On the deck of our new house with Mischa. Now we live only a mile from Blue Mound State Park with has great trails!

Time management is an art We all spend our time on things that are important to us. The most common question I get from people when the topic of running comes up is How do you find the time? Running is a very efficient endurance sport, in terms of time spent in training - especially if you don't care about bathing on a daily basis. I am currently in a flexible time of the vegetable farming year. However, in the summer months, it takes a lot of organization and discipline to fit in two running schedules (mine and my husband, Jesse's) along with the farm and the kids. I have learned that if I do less, time is easier to manage. To help me prioritize, I wrote a list of my most important things: family, the farm, running, food, a peaceful home, creative projects, community involvement. There are a lot of other things I like doing but only if I have extra time. I have strategically separated myself from most popular entertainment which makes my time so much more manageable. Anyways, I don't want Netflix cluttering my life when I can't even keep up with my laundry!

I MUST eat food - a lot. To stay healthy as a runner, food and sleep are critical.

I am only as healthy as my nutrition You would think that a vegetable farmer who has a freezers full of beef and pork would have no problem with proper nutrition, but this is not always the case for me. I eat amazing, beautiful, colorful meals but I have been known to skip breakfast, forego eating after a challenging run, or do fasted long runs (gasp!!). This year my body shut down on me for being such a dumbass. Running is a high impact sport that takes a huge amount of energy. Even if I were able to run on empty, I wouldn't be able to train on the level that will get me faster results. I used to think that endurance running was a purely natural pursuit, I suppose I still do in many ways. But I need to treat my body like an extra special machine if I want to keep getting stronger. Here are my rules: always have a big breakfast (bread, nut butter, jelly, coffee), green tea every day, no running on a full or empty stomach, always eat protein after a run (Organic Valley Chocolate Organic Fuel is my favorite - and Organic Valley is my sponsor!), eat colorful fruits and vegetables, eat meat multiple times per week (preferably our meat), never go to bed feeling too full (it makes for poor sleep). With high quality nutrition I can conquer my dreams!

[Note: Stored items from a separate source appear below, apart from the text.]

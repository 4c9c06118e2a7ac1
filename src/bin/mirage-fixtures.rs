//! Seeds the fixture trees the interception rules redirect into. Run once
//! before starting a supervised or preloaded target.

use std::process::exit;

fn main() {
    tracing_subscriber::fmt()
        .with_writer(std::io::stderr)
        .init();

    if let Err(err) = mirage::fixtures::seed() {
        eprintln!("mirage-fixtures: {err:#}");
        exit(1);
    }
    println!("fixtures seeded under /tmp");
}
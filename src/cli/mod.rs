//! Command-line interface wiring for the `pm42-labels` binary.

use std::path::PathBuf;

use anyhow::Result;
use clap::error::ErrorKind;
use clap::{Parser, ValueHint};
use pm42_labels::{Options, convert_file};

pub mod common;
pub mod utils;

use common::MarkerStyleArg;

/// Parsed CLI entrypoint.
#[derive(Parser, Debug)]
#[command(
    name = "pm42-labels",
    version,
    about = "Convert a tab-separated item export into a label printer command file"
)]
pub struct Cli {
    /// Tab-separated input with a header row.
    #[arg(value_hint = ValueHint::FilePath)]
    pub input: PathBuf,

    /// Command file to write.
    #[arg(value_hint = ValueHint::FilePath)]
    pub output: PathBuf,

    /// How control markers are written.
    #[arg(long, value_enum, default_value_t = MarkerStyleArg::Placeholder)]
    pub markers: MarkerStyleArg,

    /// JSON file overriding the expected column headers.
    #[arg(long, value_name = "FILE")]
    pub columns: Option<PathBuf>,

    /// Log skipped rows and a run summary to stderr.
    #[arg(long, short = 'v')]
    pub verbose: bool,
}

impl Cli {
    /// Parse process arguments. Usage errors exit with status 1.
    pub fn parse_or_exit() -> Self {
        match Self::try_parse() {
            Ok(cli) => cli,
            Err(err) => match err.kind() {
                ErrorKind::DisplayHelp | ErrorKind::DisplayVersion => err.exit(),
                _ => {
                    let _ = err.print();
                    std::process::exit(1);
                }
            },
        }
    }
}

/// Execute the conversion.
pub fn run(cli: Cli) -> Result<()> {
    let options = Options {
        markers: cli.markers.into(),
        columns: utils::load_columns(cli.columns.as_deref())?,
    };
    let summary = convert_file(&cli.input, &cli.output, &options)?;
    println!(
        "Generated {} ({} blocks)",
        cli.output.display(),
        summary.blocks
    );
    Ok(())
}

Sleep: at least 8 hours - otherwise no point training hard Some people need more sleep than others. I fall into the category of people who don't need much sleep to feel rested. For years I stretched my days out late into the night. My kids naturally stay up late and I would stay up even later trying to get the alone time that I wanted. Since I have been recovering from mono, I have lost about 20% of my weekly productivity because I am committing much more of my time to sleep. I have learned that I don't get tired, I get sick. My immune system becomes weak when I am sleep deprived. Since I have made it a point to get more rest, I have been sick a fraction of the time. And it is also improving my training capacity. I am not always able to get as much sleep as I should, but my efforts are going a long way. What a great time investment.

First female overall and 5th overall at Sean O'Brien 50 mile. This was my biggest running achievement of 2016!

Embrace the process I'm just a farm mom with a huge amount of stoke and determination for exploring my running limits over long distances. Up until this year I have not been terribly interested in anatomy or physiology - I just want to run! After several weeks off from illness and injury I have realized that I will keep repeating the same mistakes if I ignore the sources of what ails me. So, I have turned my attention to learning more about how and why I get injured and what I can do to stay healthy. Running, by nature, is a slow process that is wrought with setbacks and disappointment. If I can't accept that, I should just quit right now. Learning to roll with the punches will make me a happier runner who can withstand the game for the long haul. Patience, persistence, determination, and listening to my body are what will bring me closer to my true potential.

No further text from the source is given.